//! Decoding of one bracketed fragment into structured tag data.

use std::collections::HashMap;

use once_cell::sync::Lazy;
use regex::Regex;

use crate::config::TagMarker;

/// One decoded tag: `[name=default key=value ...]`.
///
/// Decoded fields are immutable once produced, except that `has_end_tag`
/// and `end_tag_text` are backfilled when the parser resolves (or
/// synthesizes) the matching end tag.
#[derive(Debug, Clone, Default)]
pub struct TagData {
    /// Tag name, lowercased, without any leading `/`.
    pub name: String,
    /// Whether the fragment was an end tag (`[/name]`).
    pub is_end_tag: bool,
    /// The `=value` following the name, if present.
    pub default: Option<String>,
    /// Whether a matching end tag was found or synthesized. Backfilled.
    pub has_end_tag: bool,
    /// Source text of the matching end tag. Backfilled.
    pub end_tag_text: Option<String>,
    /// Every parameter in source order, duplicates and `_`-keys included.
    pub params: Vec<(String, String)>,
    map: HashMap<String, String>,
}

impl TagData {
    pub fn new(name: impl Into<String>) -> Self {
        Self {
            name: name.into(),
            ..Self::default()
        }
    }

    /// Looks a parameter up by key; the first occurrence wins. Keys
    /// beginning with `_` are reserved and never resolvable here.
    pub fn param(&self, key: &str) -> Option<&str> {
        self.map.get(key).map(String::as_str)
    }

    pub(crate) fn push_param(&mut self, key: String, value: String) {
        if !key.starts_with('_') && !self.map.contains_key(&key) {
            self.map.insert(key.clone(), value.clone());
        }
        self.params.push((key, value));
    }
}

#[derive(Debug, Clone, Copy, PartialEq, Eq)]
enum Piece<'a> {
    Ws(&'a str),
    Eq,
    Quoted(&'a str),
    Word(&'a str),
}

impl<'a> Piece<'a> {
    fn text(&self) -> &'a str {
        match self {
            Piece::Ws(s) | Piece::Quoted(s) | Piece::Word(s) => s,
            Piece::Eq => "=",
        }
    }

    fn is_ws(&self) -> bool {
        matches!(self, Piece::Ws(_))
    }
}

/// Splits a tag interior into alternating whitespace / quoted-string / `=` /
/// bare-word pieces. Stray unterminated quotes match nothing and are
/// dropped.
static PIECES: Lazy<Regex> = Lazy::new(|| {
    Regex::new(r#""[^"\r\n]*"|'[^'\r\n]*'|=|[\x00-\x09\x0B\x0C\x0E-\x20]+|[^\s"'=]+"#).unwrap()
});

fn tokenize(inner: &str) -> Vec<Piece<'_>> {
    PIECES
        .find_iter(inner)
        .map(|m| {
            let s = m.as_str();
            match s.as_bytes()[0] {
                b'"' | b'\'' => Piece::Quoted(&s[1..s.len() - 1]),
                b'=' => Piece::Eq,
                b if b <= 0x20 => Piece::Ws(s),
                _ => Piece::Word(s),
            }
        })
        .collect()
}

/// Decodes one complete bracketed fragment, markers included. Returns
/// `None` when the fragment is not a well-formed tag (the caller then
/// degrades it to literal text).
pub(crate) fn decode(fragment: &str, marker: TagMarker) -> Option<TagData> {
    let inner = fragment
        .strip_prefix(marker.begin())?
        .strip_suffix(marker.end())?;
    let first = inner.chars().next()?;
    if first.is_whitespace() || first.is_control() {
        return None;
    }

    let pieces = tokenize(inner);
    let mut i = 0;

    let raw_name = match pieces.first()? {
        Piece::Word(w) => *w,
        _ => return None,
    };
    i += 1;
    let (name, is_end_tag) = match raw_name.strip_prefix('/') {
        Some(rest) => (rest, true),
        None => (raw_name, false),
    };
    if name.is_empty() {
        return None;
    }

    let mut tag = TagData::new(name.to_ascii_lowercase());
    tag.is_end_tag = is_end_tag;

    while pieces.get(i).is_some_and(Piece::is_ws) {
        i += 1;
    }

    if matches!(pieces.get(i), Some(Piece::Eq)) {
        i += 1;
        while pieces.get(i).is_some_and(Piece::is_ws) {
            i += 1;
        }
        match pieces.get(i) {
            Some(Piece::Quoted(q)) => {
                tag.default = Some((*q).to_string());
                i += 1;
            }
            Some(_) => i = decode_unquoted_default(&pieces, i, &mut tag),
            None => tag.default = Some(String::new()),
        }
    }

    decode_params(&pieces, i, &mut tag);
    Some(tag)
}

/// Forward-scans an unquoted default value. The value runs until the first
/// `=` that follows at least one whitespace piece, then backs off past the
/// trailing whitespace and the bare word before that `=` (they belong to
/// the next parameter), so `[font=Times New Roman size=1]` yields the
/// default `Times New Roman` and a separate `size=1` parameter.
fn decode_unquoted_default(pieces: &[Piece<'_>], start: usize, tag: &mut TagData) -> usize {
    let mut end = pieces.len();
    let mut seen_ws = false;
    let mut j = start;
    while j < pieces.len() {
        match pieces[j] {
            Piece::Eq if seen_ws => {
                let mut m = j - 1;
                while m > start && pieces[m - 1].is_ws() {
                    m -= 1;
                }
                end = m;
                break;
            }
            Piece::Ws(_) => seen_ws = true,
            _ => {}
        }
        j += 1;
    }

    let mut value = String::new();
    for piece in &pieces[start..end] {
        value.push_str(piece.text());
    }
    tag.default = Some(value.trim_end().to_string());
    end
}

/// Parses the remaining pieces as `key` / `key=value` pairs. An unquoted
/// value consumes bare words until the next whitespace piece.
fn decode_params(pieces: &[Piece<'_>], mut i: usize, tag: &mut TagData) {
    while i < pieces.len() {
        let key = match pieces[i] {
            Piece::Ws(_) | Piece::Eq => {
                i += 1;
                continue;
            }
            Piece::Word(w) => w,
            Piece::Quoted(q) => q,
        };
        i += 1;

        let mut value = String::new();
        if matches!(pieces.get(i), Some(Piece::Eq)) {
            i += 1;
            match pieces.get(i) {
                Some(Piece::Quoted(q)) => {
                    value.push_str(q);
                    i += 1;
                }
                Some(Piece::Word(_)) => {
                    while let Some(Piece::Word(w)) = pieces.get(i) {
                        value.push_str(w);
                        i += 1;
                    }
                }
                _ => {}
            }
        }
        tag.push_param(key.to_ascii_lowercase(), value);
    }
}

--*--

Task description: Start with the line above that contains "Whether the fragment" and stop after the line that contains "pub(crate) fn push_param(&mut". Output those lines exactly, and only those.

Worked solution:
    /// Whether the fragment was an end tag (`[/name]`).
    pub is_end_tag: bool,
    /// The `=value` following the name, if present.
    pub default: Option<String>,
    /// Whether a matching end tag was found or synthesized. Backfilled.
    pub has_end_tag: bool,
    /// Source text of the matching end tag. Backfilled.
    pub end_tag_text: Option<String>,
    /// Every parameter in source order, duplicates and `_`-keys included.
    pub params: Vec<(String, String)>,
    map: HashMap<String, String>,
}

impl TagData {
    pub fn new(name: impl Into<String>) -> Self {
        Self {
            name: name.into(),
            ..Self::default()
        }
    }

    /// Looks a parameter up by key; the first occurrence wins. Keys
    /// beginning with `_` are reserved and never resolvable here.
    pub fn param(&self, key: &str) -> Option<&str> {
        self.map.get(key).map(String::as_str)
    }

    pub(crate) fn push_param(&mut self, key: String, value: String) {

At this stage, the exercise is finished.